5.1.1. Point-wise analysis

For each of the n locations, we test the hypotheses H₀(s) : μ(s) ≤ 0 versus H₁(s) : μ(s) > 0. We implement Procedure 1 (assuming the parameters are known, denoted by Oracle FDR) and the proposed method (4.3) using MCMC samples (denoted by MC FDR), and compare our methods with three popular approaches: the step-up p-value procedure (Benjamini and Hochberg, 1995), the adaptive p-value procedure (Benjamini and Hochberg, 2000; Genovese and Wasserman, 2002), and the FDR procedure proposed by Pacifico et al. (2004), which are denoted by BH, AP and PGVW FDR, respectively. We then implement Procedure 2 (assuming the parameters are known, denoted by Oracle FDX) and its MCMC version (MC FDX) based on (4.4), and compare the methods with the procedure proposed by Pacifico et al. (2004) (denoted by PGVW FDX).

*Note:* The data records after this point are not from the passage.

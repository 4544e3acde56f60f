//! `process_json_data` and `generate_report`.

use std::cmp::Ordering;

use chrono::Utc;
use schemars::JsonSchema;
use serde::{Deserialize, Serialize};
use serde_json::{json, Map, Value};

use crate::{
    lib::errors::RegistrationError,
    server::config::Settings,
    tools::base::{
        parse_args, ToolArgs, ToolDefinition, ToolError, ToolFailure, ToolOutput, ToolRegistry,
        MISSING_PARAMETERS,
    },
};

pub const INVALID_JSON: &str = "INVALID_JSON";
pub const INVALID_DATA_TYPE: &str = "INVALID_DATA_TYPE";
pub const SORT_ERROR: &str = "SORT_ERROR";
pub const UNKNOWN_OPERATION: &str = "UNKNOWN_OPERATION";
pub const EMPTY_TITLE: &str = "EMPTY_TITLE";
pub const INVALID_FORMAT: &str = "INVALID_FORMAT";

#[derive(Debug, Deserialize, JsonSchema)]
pub struct ProcessJsonRequest {
    /// JSON document to process.
    pub json_string: String,
    /// One of `validate`, `filter`, `sort`, `transform`.
    #[serde(default = "default_operation")]
    pub operation: String,
    /// Key that array items must contain (`filter`).
    #[serde(default)]
    pub filter_key: Option<String>,
    /// Key to order array items by (`sort`).
    #[serde(default)]
    pub sort_by: Option<String>,
}

#[derive(Debug, Deserialize, JsonSchema)]
pub struct ReportRequest {
    /// Report title.
    pub title: String,
    /// Data included in the report.
    pub data: Map<String, Value>,
    /// One of `json`, `text`, `markdown`.
    #[serde(default = "default_format")]
    pub format_type: String,
    #[serde(default = "default_true")]
    pub include_timestamp: bool,
}

fn default_operation() -> String {
    "validate".to_string()
}

fn default_format() -> String {
    "json".to_string()
}

fn default_true() -> bool {
    true
}

pub fn register(
    registry: &mut ToolRegistry,
    _settings: &Settings,
) -> Result<usize, RegistrationError> {
    registry.register(
        ToolDefinition::new(
            "process_json_data",
            "Validate, filter, sort or transform a JSON document",
        )
        .input_schema::<ProcessJsonRequest>()
        .require_params(["json_string"])
        .handler(process_json_data),
    )?;
    registry.register(
        ToolDefinition::new(
            "generate_report",
            "Render data as a JSON, plain-text or Markdown report",
        )
        .input_schema::<ReportRequest>()
        .require_params(["title", "data"])
        .handler(generate_report),
    )?;
    Ok(2)
}

pub async fn process_json_data(args: ToolArgs) -> Result<ToolOutput, ToolFailure> {
    let request: ProcessJsonRequest = parse_args(args)?;
    let data: Value = serde_json::from_str(&request.json_string)
        .map_err(|err| ToolError::new(format!("Invalid JSON: {err}"), INVALID_JSON))?;

    let mut result = Map::new();
    match request.operation.as_str() {
        "validate" => {
            result.insert(
                "validation".into(),
                json!({
                    "valid": true,
                    "type": type_name(&data),
                    "size": data.to_string().chars().count(),
                }),
            );
        }
        "filter" => {
            let key = required_key(request.filter_key.as_deref(), "filter_key")?;
            let items = data
                .as_array()
                .ok_or_else(|| ToolError::new("Filtering requires array data", INVALID_DATA_TYPE))?;
            let filtered: Vec<Value> = items
                .iter()
                .filter(|item| item.as_object().is_some_and(|obj| obj.contains_key(key)))
                .cloned()
                .collect();
            result.insert(
                "filter_stats".into(),
                json!({ "original_count": items.len(), "filtered_count": filtered.len() }),
            );
            result.insert("filtered_data".into(), Value::Array(filtered));
        }
        "sort" => {
            let key = required_key(request.sort_by.as_deref(), "sort_by")?;
            let sorted = sort_objects(&data, key)?;
            result.insert("sorted_data".into(), Value::Array(sorted));
            result.insert("sort_key".into(), json!(key));
        }
        "transform" => {
            result.insert("transformed_data".into(), transform(&data));
        }
        other => {
            return Err(ToolError::new(format!("Unknown operation: {other}"), UNKNOWN_OPERATION)
                .with_detail("supported_operations", json!(["validate", "filter", "sort", "transform"]))
                .into());
        }
    }
    result.insert("original_data".into(), data);

    Ok(ToolOutput::new(Value::Object(result))
        .with_message(format!("JSON {} completed successfully", request.operation))
        .with_metadata("operation", request.operation))
}

fn required_key<'a>(key: Option<&'a str>, name: &str) -> Result<&'a str, ToolError> {
    key.filter(|k| !k.is_empty()).ok_or_else(|| {
        ToolError::new(format!("Missing required parameters: {name}"), MISSING_PARAMETERS)
            .with_detail("missing_parameters", json!([name]))
    })
}

fn type_name(value: &Value) -> &'static str {
    match value {
        Value::Null => "null",
        Value::Bool(_) => "boolean",
        Value::Number(n) if n.is_f64() => "float",
        Value::Number(_) => "integer",
        Value::String(_) => "string",
        Value::Array(_) => "array",
        Value::Object(_) => "object",
    }
}

#[derive(Debug, Clone, Copy)]
enum SortKey<'a> {
    Text(&'a str),
    Number(f64),
}

/// Stable sort of an array of objects by `key`; items without the key sort
/// as the empty string.
pub fn sort_objects(data: &Value, key: &str) -> Result<Vec<Value>, ToolError> {
    let invalid = || ToolError::new("Sorting requires array of objects", INVALID_DATA_TYPE);
    let items = data.as_array().ok_or_else(invalid)?;
    let objects: Vec<&Map<String, Value>> = items
        .iter()
        .map(Value::as_object)
        .collect::<Option<_>>()
        .ok_or_else(invalid)?;

    let mut keyed = Vec::with_capacity(objects.len());
    for (item, object) in items.iter().zip(&objects) {
        let sort_key = match object.get(key) {
            None => SortKey::Text(""),
            Some(Value::String(s)) => SortKey::Text(s),
            Some(Value::Number(n)) => SortKey::Number(n.as_f64().unwrap_or_default()),
            Some(Value::Bool(b)) => SortKey::Number(f64::from(u8::from(*b))),
            Some(other) => {
                return Err(ToolError::new(
                    format!("Sort failed: cannot order {} values", type_name(other)),
                    SORT_ERROR,
                ))
            }
        };
        keyed.push((sort_key, item));
    }

    let all_text = keyed.iter().all(|(k, _)| matches!(k, SortKey::Text(_)));
    let all_numbers = keyed.iter().all(|(k, _)| matches!(k, SortKey::Number(_)));
    if !all_text && !all_numbers {
        return Err(ToolError::new(
            format!("Sort failed: values of `{key}` mix strings and numbers"),
            SORT_ERROR,
        ));
    }

    keyed.sort_by(|(a, _), (b, _)| match (a, b) {
        (SortKey::Text(a), SortKey::Text(b)) => a.cmp(b),
        (SortKey::Number(a), SortKey::Number(b)) => a.total_cmp(b),
        _ => Ordering::Equal,
    });
    Ok(keyed.into_iter().map(|(_, item)| item.clone()).collect())
}

fn transform(data: &Value) -> Value {
    let upper = |value: &Value| match value {
        Value::String(s) => Value::String(s.to_uppercase()),
        other => other.clone(),
    };
    match data {
        Value::Object(map) => Value::Object(
            map.iter()
                .map(|(k, v)| (k.clone(), upper(v)))
                .collect(),
        ),
        Value::Array(items) => Value::Array(items.iter().map(upper).collect()),
        Value::String(s) => Value::String(s.to_uppercase()),
        other => Value::String(other.to_string().to_uppercase()),
    }
}

#[derive(Serialize)]
struct JsonReport<'a> {
    title: &'a str,
    data: &'a Map<String, Value>,
    generated_at: Option<&'a str>,
    format: &'static str,
}

pub async fn generate_report(args: ToolArgs) -> Result<ToolOutput, ToolFailure> {
    let request: ReportRequest = parse_args(args)?;
    if request.title.trim().is_empty() {
        return Err(ToolError::new("Title cannot be empty", EMPTY_TITLE).into());
    }
    let format = match request.format_type.as_str() {
        "json" | "text" | "markdown" => request.format_type.as_str(),
        _ => {
            return Err(
                ToolError::new("Format must be json, text, or markdown", INVALID_FORMAT).into(),
            )
        }
    };

    let timestamp = request.include_timestamp.then(|| Utc::now().to_rfc3339());
    let content = render_report(&request.title, &request.data, format, timestamp.as_deref())
        .map_err(anyhow::Error::from)?;

    Ok(ToolOutput::new(json!({
        "report_content": content,
        "title": request.title,
        "format": format,
        "size": content.chars().count(),
        "generated_at": timestamp,
    }))
    .with_message("Report generated successfully"))
}

fn render_report(
    title: &str,
    data: &Map<String, Value>,
    format: &str,
    timestamp: Option<&str>,
) -> serde_json::Result<String> {
    let pretty_data = serde_json::to_string_pretty(data)?;
    let content = match format {
        "json" => serde_json::to_string_pretty(&JsonReport {
            title,
            data,
            generated_at: timestamp,
            format: "json",
        })?,
        "text" => {
            let mut lines = vec![format!("Report: {title}")];
            if let Some(ts) = timestamp {
                lines.push(format!("Generated: {ts}"));
            }
            lines.push("-".repeat(50));
            lines.push(format!("Data: {pretty_data}"));
            lines.join("\n")
        }
        _ => {
            let mut lines = vec![format!("# {title}")];
            if let Some(ts) = timestamp {
                lines.push(format!("*Generated: {ts}*"));
            }
            lines.push("\n## Data\n".to_string());
            lines.push(format!("```json\n{pretty_data}\n```"));
            lines.join("\n")
        }
    };
    Ok(content)
}

#[cfg(test)]
mod tests {
    use super::*;

    fn args(value: Value) -> ToolArgs {
        value.as_object().cloned().expect("object")
    }

    async fn process(value: Value) -> Result<ToolOutput, ToolFailure> {
        process_json_data(args(value)).await
    }

    #[tokio::test]
    async fn validate_reports_type_and_size() {
        let output = process(json!({ "json_string": "{\"a\": 1}" })).await.expect("ok");
        assert_eq!(output.data["validation"]["type"], json!("object"));
        assert_eq!(output.data["validation"]["size"], json!(7));
        assert_eq!(output.data["original_data"], json!({ "a": 1 }));
        assert_eq!(output.metadata["operation"], json!("validate"));
    }

    #[tokio::test]
    async fn invalid_json_is_classified() {
        let err = process(json!({ "json_string": "{nope" })).await.expect_err("bad json");
        assert_eq!(err.error_code(), Some(INVALID_JSON));
    }

    #[tokio::test]
    async fn filter_keeps_objects_with_key() {
        let output = process(json!({
            "json_string": "[{\"a\": 1}, {\"b\": 2}, 3, {\"a\": null}]",
            "operation": "filter",
            "filter_key": "a",
        }))
        .await
        .expect("filter");
        assert_eq!(output.data["filtered_data"], json!([{ "a": 1 }, { "a": null }]));
        assert_eq!(
            output.data["filter_stats"],
            json!({ "original_count": 4, "filtered_count": 2 })
        );
    }

    #[tokio::test]
    async fn filter_without_key_is_missing_parameter() {
        let err = process(json!({ "json_string": "[]", "operation": "filter" }))
            .await
            .expect_err("no key");
        assert_eq!(err.error_code(), Some(MISSING_PARAMETERS));
    }

    #[test]
    fn sort_places_missing_keys_first_and_is_stable() {
        let data = json!([
            { "name": "carol" },
            { "id": 1 },
            { "name": "alice" },
            { "id": 2 },
        ]);
        let sorted = sort_objects(&data, "name").expect("sort");
        assert_eq!(
            sorted,
            vec![
                json!({ "id": 1 }),
                json!({ "id": 2 }),
                json!({ "name": "alice" }),
                json!({ "name": "carol" }),
            ]
        );
    }

    #[test]
    fn sort_rejects_mixed_and_non_object_data() {
        let mixed = json!([{ "k": 1 }, { "k": "x" }]);
        assert_eq!(sort_objects(&mixed, "k").expect_err("mixed").error_code, SORT_ERROR);

        let numbers = json!([{ "k": 2 }, { "k": 1.5 }]);
        assert_eq!(
            sort_objects(&numbers, "k").expect("numeric"),
            vec![json!({ "k": 1.5 }), json!({ "k": 2 })]
        );

        let scalars = json!([1, 2]);
        assert_eq!(
            sort_objects(&scalars, "k").expect_err("scalars").error_code,
            INVALID_DATA_TYPE
        );
    }

    #[test]
    fn transform_uppercases_strings_only() {
        assert_eq!(
            transform(&json!({ "a": "x", "b": 1 })),
            json!({ "a": "X", "b": 1 })
        );
        assert_eq!(transform(&json!(["a", 2])), json!(["A", 2]));
        assert_eq!(transform(&json!(true)), json!("TRUE"));
    }

    #[tokio::test]
    async fn unknown_operation_is_rejected() {
        let err = process(json!({ "json_string": "1", "operation": "explode" }))
            .await
            .expect_err("unknown");
        assert_eq!(err.error_code(), Some(UNKNOWN_OPERATION));
    }

    #[tokio::test]
    async fn markdown_report_without_timestamp() {
        let output = generate_report(args(json!({
            "title": "Weekly",
            "data": { "visits": 3 },
            "format_type": "markdown",
            "include_timestamp": false,
        })))
        .await
        .expect("report");
        let content = output.data["report_content"].as_str().expect("content");
        assert_eq!(
            content,
            "# Weekly\n\n## Data\n\n```json\n{\n  \"visits\": 3\n}\n```"
        );
        assert_eq!(output.data["generated_at"], Value::Null);
        assert_eq!(output.data["size"], json!(content.chars().count()));
    }

    #[tokio::test]
    async fn json_report_keeps_field_order() {
        let output = generate_report(args(json!({
            "title": "T",
            "data": {},
            "include_timestamp": false,
        })))
        .await
        .expect("report");
        assert_eq!(
            output.data["report_content"],
            json!("{\n  \"title\": \"T\",\n  \"data\": {},\n  \"generated_at\": null,\n  \"format\": \"json\"\n}")
        );
    }

    #[tokio::test]
    async fn report_validation_codes() {
        let err = generate_report(args(json!({ "title": "  ", "data": {} })))
            .await
            .expect_err("blank title");
        assert_eq!(err.error_code(), Some(EMPTY_TITLE));
        let err = generate_report(args(json!({ "title": "x", "data": {}, "format_type": "pdf" })))
            .await
            .expect_err("bad format");
        assert_eq!(err.error_code(), Some(INVALID_FORMAT));
    }
}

We generate the MCMC samples using a Bayes model, where we assume that k is known, and select uninformative priors: μ̄ ~ N(0, 100²), ${\sigma }_{\mu }^{-2}~\text{Gamma}(0.1,0.1)$, and r, ρ_μ, ρ_ε ~ Uniform(0, 1). The Oracle FDR/FDX procedure fixes these five hyperparameters at their true values to determine the effect of their uncertainty on the results. For each method and each data set we take α = τ = 0.1. Figures 2 plots the averages of the FDPs and MDPs over the 200 datasets.

Fig. 2.

Summary of the site-wise simulation study with exponential correlation. The horizontal lines in the boxplots in Panels (c) and (d) are the 0.1, 0.25, 0.50, 0.75, and 0.9 quantiles of FDP.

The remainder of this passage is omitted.